What you have to do
Among the records below, find the lines that contain "browser" and copy each of them.

Saved data entries:
****************
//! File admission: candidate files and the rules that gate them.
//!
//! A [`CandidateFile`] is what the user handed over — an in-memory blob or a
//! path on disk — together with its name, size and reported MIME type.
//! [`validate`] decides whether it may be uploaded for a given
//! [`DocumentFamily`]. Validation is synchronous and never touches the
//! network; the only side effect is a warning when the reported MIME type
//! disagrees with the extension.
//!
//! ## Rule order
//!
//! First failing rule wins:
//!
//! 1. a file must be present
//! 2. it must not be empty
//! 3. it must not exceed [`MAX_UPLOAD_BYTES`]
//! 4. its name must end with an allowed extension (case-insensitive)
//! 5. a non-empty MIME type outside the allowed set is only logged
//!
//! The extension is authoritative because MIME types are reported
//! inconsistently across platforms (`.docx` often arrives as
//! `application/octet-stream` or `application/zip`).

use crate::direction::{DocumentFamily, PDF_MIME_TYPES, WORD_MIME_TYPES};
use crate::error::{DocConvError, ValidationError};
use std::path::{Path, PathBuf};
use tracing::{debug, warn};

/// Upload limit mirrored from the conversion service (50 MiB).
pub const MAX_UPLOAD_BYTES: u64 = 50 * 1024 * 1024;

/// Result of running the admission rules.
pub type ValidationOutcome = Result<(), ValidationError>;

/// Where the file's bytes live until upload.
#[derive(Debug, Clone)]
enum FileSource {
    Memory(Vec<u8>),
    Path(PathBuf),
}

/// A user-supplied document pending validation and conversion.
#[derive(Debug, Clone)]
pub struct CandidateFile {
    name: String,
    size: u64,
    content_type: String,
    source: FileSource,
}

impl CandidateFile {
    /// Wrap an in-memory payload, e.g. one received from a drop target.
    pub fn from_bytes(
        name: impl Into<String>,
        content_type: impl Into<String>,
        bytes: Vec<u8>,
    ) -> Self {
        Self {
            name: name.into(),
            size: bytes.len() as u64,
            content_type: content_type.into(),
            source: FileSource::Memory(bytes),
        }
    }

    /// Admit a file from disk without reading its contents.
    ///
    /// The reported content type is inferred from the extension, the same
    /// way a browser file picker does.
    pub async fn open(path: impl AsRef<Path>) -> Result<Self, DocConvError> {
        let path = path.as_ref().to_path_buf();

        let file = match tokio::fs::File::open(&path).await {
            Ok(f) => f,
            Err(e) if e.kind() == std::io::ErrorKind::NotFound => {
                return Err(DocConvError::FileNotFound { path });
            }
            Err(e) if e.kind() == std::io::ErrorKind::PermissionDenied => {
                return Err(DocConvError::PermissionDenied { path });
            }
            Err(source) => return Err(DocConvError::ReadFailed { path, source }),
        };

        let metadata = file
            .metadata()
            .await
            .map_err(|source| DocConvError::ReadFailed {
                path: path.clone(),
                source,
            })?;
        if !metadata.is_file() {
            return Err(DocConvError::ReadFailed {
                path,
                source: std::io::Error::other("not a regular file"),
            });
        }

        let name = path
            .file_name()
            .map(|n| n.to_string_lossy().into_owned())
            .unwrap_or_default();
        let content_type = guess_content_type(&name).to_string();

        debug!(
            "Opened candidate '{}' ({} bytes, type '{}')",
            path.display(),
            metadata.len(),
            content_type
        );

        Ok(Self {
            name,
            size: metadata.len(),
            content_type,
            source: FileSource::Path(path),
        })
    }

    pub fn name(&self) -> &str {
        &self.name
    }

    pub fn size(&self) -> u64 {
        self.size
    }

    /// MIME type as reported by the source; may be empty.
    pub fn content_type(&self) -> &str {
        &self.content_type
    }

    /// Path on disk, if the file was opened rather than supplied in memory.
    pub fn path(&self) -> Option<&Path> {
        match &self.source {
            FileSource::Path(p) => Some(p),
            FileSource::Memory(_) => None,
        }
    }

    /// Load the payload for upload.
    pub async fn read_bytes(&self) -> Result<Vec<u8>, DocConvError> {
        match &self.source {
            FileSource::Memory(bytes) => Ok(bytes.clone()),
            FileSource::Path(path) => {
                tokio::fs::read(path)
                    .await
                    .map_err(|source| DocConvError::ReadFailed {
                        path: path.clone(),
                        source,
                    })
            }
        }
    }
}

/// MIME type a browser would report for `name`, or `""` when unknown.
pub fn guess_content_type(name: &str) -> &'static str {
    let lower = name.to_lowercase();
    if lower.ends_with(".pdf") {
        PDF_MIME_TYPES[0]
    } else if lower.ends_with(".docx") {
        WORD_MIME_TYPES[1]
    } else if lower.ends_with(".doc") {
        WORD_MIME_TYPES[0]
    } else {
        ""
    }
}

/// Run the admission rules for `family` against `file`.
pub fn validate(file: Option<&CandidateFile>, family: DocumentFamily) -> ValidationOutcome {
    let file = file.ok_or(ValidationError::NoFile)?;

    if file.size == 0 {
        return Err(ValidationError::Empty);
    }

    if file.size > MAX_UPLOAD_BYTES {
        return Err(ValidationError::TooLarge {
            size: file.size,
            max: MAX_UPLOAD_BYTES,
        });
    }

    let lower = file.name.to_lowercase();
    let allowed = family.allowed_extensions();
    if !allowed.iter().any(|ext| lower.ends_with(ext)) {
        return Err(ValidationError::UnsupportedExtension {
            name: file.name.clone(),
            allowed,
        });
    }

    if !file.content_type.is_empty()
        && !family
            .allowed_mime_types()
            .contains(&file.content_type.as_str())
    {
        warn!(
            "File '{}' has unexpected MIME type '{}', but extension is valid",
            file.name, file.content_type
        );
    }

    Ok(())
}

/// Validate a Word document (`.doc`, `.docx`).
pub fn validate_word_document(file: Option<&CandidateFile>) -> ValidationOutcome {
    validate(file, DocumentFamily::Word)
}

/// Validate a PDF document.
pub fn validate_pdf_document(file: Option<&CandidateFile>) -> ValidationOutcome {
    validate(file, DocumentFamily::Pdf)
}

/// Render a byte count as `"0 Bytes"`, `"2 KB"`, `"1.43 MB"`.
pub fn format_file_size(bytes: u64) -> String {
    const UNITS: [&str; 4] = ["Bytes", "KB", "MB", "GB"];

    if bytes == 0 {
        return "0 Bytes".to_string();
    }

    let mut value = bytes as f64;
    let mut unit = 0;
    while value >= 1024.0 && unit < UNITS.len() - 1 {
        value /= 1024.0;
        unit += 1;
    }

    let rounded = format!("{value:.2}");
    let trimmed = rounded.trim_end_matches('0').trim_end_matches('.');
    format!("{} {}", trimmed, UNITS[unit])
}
****************
Response below
    /// way a browser file picker does.
/// MIME type a browser would report for `name`, or `""` when unknown.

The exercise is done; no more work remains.